The study, conducted by Associate Professor Marina Pajic, showed that twice weekly treatment with PAT-DX1 for 4 weeks was able to significantly reduce the growth of pancreatic tumours by 26% and increase median survival by 47%.
Pancreatic cancer remains one of the most challenging cancers to treat, with fewer than 25% of patients surviving their first year after diagnosis. Patrys’ deoxymabs have natural tumour targeting qualities, allowing them to bind to DNA and disrupt the tumour’s intracellular DNA Damage Repair systems. This makes them a promising candidate for a range of hard to treat cancers.

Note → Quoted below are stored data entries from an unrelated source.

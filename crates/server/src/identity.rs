use actix_web::HttpRequest;
use serde::Serialize;

/// Key used when nothing identifies the caller
pub const UNKNOWN_CLIENT: &str = "unknown";

/// Where a client key came from
#[derive(Debug, Clone, Copy, PartialEq, Eq, Serialize)]
#[serde(rename_all = "snake_case")]
pub enum IdentitySource {
    ForwardedFor,
    RealIp,
    Peer,
    Unknown,
}

/// Per-caller key used to bucket rate limit counters
#[derive(Debug, Clone, PartialEq, Eq)]
pub struct ClientIdentity {
    key: String,
    source: IdentitySource,
}

impl ClientIdentity {
    /// Resolve a client key, first match wins:
    /// first `X-Forwarded-For` hop, then `X-Real-IP`, then the peer address.
    pub fn resolve(forwarded_for: Option<&str>, real_ip: Option<&str>, peer: Option<&str>) -> Self {
        if let Some(first_hop) = forwarded_for
            .and_then(|chain| chain.split(',').next())
            .map(str::trim)
            .filter(|hop| !hop.is_empty())
        {
            return Self::new(first_hop, IdentitySource::ForwardedFor);
        }

        if let Some(real_ip) = real_ip.filter(|ip| !ip.trim().is_empty()) {
            return Self::new(real_ip, IdentitySource::RealIp);
        }

        if let Some(peer) = peer.filter(|p| !p.is_empty()) {
            return Self::new(peer, IdentitySource::Peer);
        }

        Self::new(UNKNOWN_CLIENT, IdentitySource::Unknown)
    }

    /// Resolve from an incoming request. Non-UTF-8 header values are ignored.
    pub fn from_request(req: &HttpRequest) -> Self {
        let header = |name: &str| req.headers().get(name).and_then(|v| v.to_str().ok());
        let peer = req.peer_addr().map(|addr| addr.ip().to_string());

        let identity = Self::resolve(
            header("x-forwarded-for"),
            header("x-real-ip"),
            peer.as_deref(),
        );
        tracing::debug!(
            "Client identity {} resolved from {:?}",
            identity.key,
            identity.source
        );
        identity
    }

    fn new(key: &str, source: IdentitySource) -> Self {
        Self {
            key: key.to_string(),
            source,
        }
    }

    pub fn key(&self) -> &str {
        &self.key
    }

    pub fn source(&self) -> IdentitySource {
        self.source
    }
}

Patrys CEO and MD, Dr James Campbell said:
The demonstration that PAT-DX1 is able to inhibit growth and improve survival in an animal model of pancreatic cancer validates the approach we are taking with our deoxymab antibody platform. We recently reported on the ability of PAT-DX1 to cross the blood brain barrier and treat both primary and secondary brain cancers. This new data from Garvan reinforces that Patrys’s deoxymabs may also have clinical utility for the treatment of non-brain cancers as well.